The fact that these debris fell on these areas, in al-Duwairi’s opinion, means that the missile bypassed Israeli air defenses, whilst confirming the Houthis’ possession of sonic missile technology. He added that this is something not many countries possess.

The fact that air raid sirens sounded only in Jerusalem and greater Tel Aviv, but not in the rest of Israel, confirms that the missile was not detected until it reached these specific areas, al-Duwairi said.

Confusion in Israeli Society


Whilst the Houthi missiles will not bring about a military change, according to the strategic expert, they put Israeli society on almost daily alert, disrupting daily life, and proving that the intensive US air campaign has not prevented the Houthis from launching attacks.

The Houthis’ launch of an eighth missile in just a few days demonstrates the failure of intensive US strikes to stop these attacks. The failure of Israeli defenses to detect the missiles before they entered Israeli airspace is a qualitative advantage for this Yemeni group.

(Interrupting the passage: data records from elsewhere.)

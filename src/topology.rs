// fans-core - distributed FFT-accelerated voxel FEM solver kernel
// Copyright (C) 2026 the fans-core contributors

// This program is free software: you can redistribute it and/or modify
// it under the terms of the GNU Affero General Public License as
// published by the Free Software Foundation, either version 3 of the
// License, or (at your option) any later version.

// This program is distributed in the hope that it will be useful,
// but WITHOUT ANY WARRANTY; without even the implied warranty of
// MERCHANTABILITY or FITNESS FOR A PARTICULAR PURPOSE.  See the
// GNU Affero General Public License for more details.

// You should have received a copy of the GNU Affero General Public License
// along with this program.  If not, see <https://www.gnu.org/licenses/>.

//! Collective-communication abstraction.
//!
//! Every ghost exchange, reduction and the FFT's global transpose in this
//! crate goes through the [`Topology`] trait instead of calling an MPI
//! binding directly. That keeps the raw `mpi::*` calls confined to
//! [`MpiTopology`] (mirroring how `green-kernels` pairs its optional `mpi`
//! feature with a small distributed-utilities layer) and lets every test in
//! this crate run against [`SingleRankTopology`] without an `mpiexec`
//! launcher.

use num_complex::Complex64;

/// A rank's view of the collective operations the solver needs.
///
/// All methods are collective: every rank in the communicator must call the
/// same sequence of them, with matching buffer sizes, or the run deadlocks.
pub trait Topology: Send + Sync {
    /// This rank's index in `[0, size())`.
    fn rank(&self) -> i32;
    /// Total number of ranks in the communicator.
    fn size(&self) -> i32;

    /// Ring exchange: send `send` to `rank - 1 (mod size)`, receive into
    /// `recv` from `rank + 1 (mod size)`. `send` and `recv` must be the same
    /// length. Blocking, matches `MPI_Sendrecv` tagged 0 in the reference
    /// implementation.
    fn sendrecv_ring(&self, send: &[f64], recv: &mut [f64]);

    /// Global maximum reduction of a single scalar (the reference solver's
    /// deliberately-non-algebraic norm reduction, see
    /// [`crate::config::NormReduction`]).
    fn allreduce_max(&self, local: f64) -> f64;

    /// Global sum reduction of a single scalar.
    fn allreduce_sum_scalar(&self, local: f64) -> f64;

    /// Global, elementwise sum reduction of a buffer, in place.
    fn allreduce_sum_into(&self, buf: &mut [f64]);

    /// Global sum reduction of a single counter.
    fn allreduce_sum_usize(&self, local: usize) -> usize;

    /// Collective barrier.
    fn barrier(&self);

    /// Global transpose of the FFT's distributed axis: every rank sends
    /// contiguous chunks of `send` (sized by `send_counts`, in `Complex64`
    /// units) to every other rank and receives contiguous chunks into `recv`
    /// (sized by `recv_counts`). This is the MPI `Alltoallv` this crate uses
    /// in place of linking `fftw3_mpi`; see `convolution.rs`.
    fn transpose_xy(
        &self,
        send: &[Complex64],
        send_counts: &[usize],
        recv: &mut [Complex64],
        recv_counts: &[usize],
    );
}

/// In-process stand-in for a communicator of size 1.
///
/// Used both as the degenerate single-rank case of a real run and as the
/// implementation every unit test in this crate runs against, since spinning
/// up an MPI launcher is outside a `cargo test` process's reach. All
/// collectives reduce to the identity or a local copy.
#[derive(Debug, Default, Clone, Copy)]
pub struct SingleRankTopology;

impl Topology for SingleRankTopology {
    fn rank(&self) -> i32 {
        0
    }

    fn size(&self) -> i32 {
        1
    }

    fn sendrecv_ring(&self, send: &[f64], recv: &mut [f64]) {
        recv.copy_from_slice(send);
    }

    fn allreduce_max(&self, local: f64) -> f64 {
        local
    }

    fn allreduce_sum_scalar(&self, local: f64) -> f64 {
        local
    }

    fn allreduce_sum_into(&self, _buf: &mut [f64]) {}

    fn allreduce_sum_usize(&self, local: usize) -> usize {
        local
    }

    fn barrier(&self) {}

    fn transpose_xy(
        &self,
        send: &[Complex64],
        send_counts: &[usize],
        recv: &mut [Complex64],
        recv_counts: &[usize],
    ) {
        debug_assert_eq!(send_counts, recv_counts);
        recv.copy_from_slice(send);
    }
}

/// Splits `n` into `size` blocks the way the reference FFTW "local size"
/// query would: the first `n % size` ranks get `ceil(n / size)` elements,
/// the rest get `floor(n / size)`.
pub fn block_sizes(n: usize, size: usize) -> Vec<usize> {
    let base = n / size;
    let remainder = n % size;
    (0..size)
        .map(|rank| base + usize::from(rank < remainder))
        .collect()
}

/// Cumulative offsets for [`block_sizes`] (the starting index of each block).
pub fn block_offsets(sizes: &[usize]) -> Vec<usize> {
    let mut offsets = Vec::with_capacity(sizes.len());
    let mut acc = 0;
    for &s in sizes {
        offsets.push(acc);
        acc += s;
    }
    offsets
}

#[cfg(feature = "mpi")]
mod mpi_backend {
    use super::Topology;
    use mpi::collective::SystemOperation;
    use mpi::datatype::PartitionMut;
    use mpi::topology::SimpleCommunicator;
    use mpi::traits::*;
    use num_complex::Complex64;

    /// Real, multi-process communicator backed by the `mpi` crate (rsmpi).
    ///
    /// Every raw `mpi::*` call in this crate lives in this module; the rest
    /// of the solver only ever sees the [`Topology`] trait.
    pub struct MpiTopology {
        world: SimpleCommunicator,
    }

    impl MpiTopology {
        /// Wrap the world communicator of an already-initialized MPI
        /// [`mpi::environment::Universe`]. Call `mpi::initialize()` once at
        /// process startup and keep the `Universe` alive for the process
        /// lifetime before constructing this.
        pub fn new(world: SimpleCommunicator) -> Self {
            Self { world }
        }
    }

    impl Topology for MpiTopology {
        fn rank(&self) -> i32 {
            self.world.rank()
        }

        fn size(&self) -> i32 {
            self.world.size()
        }

        fn sendrecv_ring(&self, send: &[f64], recv: &mut [f64]) {
            let size = self.world.size();
            let rank = self.world.rank();
            let prev = (rank + size - 1) % size;
            let next = (rank + 1) % size;
            self.world
                .process_at_rank(prev)
                .send_receive_into(send, &self.world.process_at_rank(next), recv);
        }

        fn allreduce_max(&self, local: f64) -> f64 {
            let mut global = 0.0;
            self.world
                .all_reduce_into(&local, &mut global, SystemOperation::max());
            global
        }

        fn allreduce_sum_scalar(&self, local: f64) -> f64 {
            let mut global = 0.0;
            self.world
                .all_reduce_into(&local, &mut global, SystemOperation::sum());
            global
        }

        fn allreduce_sum_into(&self, buf: &mut [f64]) {
            let local = buf.to_vec();
            self.world
                .all_reduce_into(&local[..], buf, SystemOperation::sum());
        }

        fn allreduce_sum_usize(&self, local: usize) -> usize {
            let local = local as u64;
            let mut global = 0u64;
            self.world
                .all_reduce_into(&local, &mut global, SystemOperation::sum());
            global as usize
        }

        fn barrier(&self) {
            self.world.barrier();
        }

        fn transpose_xy(
            &self,
            send: &[Complex64],
            send_counts: &[usize],
            recv: &mut [Complex64],
            recv_counts: &[usize],
        ) {
            // Complex64 has no native MPI datatype in rsmpi; reinterpret as
            // interleaved f64 pairs (safe: num_complex::Complex<f64> is
            // repr(C) with two adjacent f64 fields) and double every count.
            let send_f64: &[f64] = bytemuck::cast_slice(send);
            let recv_f64: &mut [f64] = bytemuck::cast_slice_mut(recv);
            let send_counts: Vec<i32> = send_counts.iter().map(|&c| (c * 2) as i32).collect();
            let recv_counts: Vec<i32> = recv_counts.iter().map(|&c| (c * 2) as i32).collect();
            let send_displs = super::block_offsets(
                &send_counts.iter().map(|&c| c as usize).collect::<Vec<_>>(),
            )
            .into_iter()
            .map(|d| d as i32)
            .collect::<Vec<_>>();
            let recv_displs = super::block_offsets(
                &recv_counts.iter().map(|&c| c as usize).collect::<Vec<_>>(),
            )
            .into_iter()
            .map(|d| d as i32)
            .collect::<Vec<_>>();
            let send_partition = mpi::datatype::Partition::new(send_f64, send_counts, send_displs);
            let mut recv_partition = PartitionMut::new(recv_f64, recv_counts, recv_displs);
            self.world
                .all_to_all_varcount_into(&send_partition, &mut recv_partition);
        }
    }
}

#[cfg(feature = "mpi")]
pub use mpi_backend::MpiTopology;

As for the missiles that the Palestinian resistance has begun launching in the past few days, they carry more political than military messages, according to al-Duwairi, because it is impossible to compare the resistance’s capabilities today with those of the beginning of the war nearly 18 months ago.

However, the resistance’s ability to bombard greater Tel Aviv, as it did two days ago, confirms that it has a stockpile of missiles capable of causing disruption within Israel.

Yesterday evening, the Israeli Home Front Command announced that air raid sirens sounded in Jerusalem and its suburbs, as well as in more than 200 towns and cities in central Israel, as a result of a missile launched from Yemen.

The Israeli military said it intercepted the missile with its Arrow missile system before it entered airspace. However, sources confirmed to Al Jazeera that explosions were heard in areas of Tel Aviv, Jerusalem, and the coastal region south of Tel Aviv following the launch of a missile from Yemen.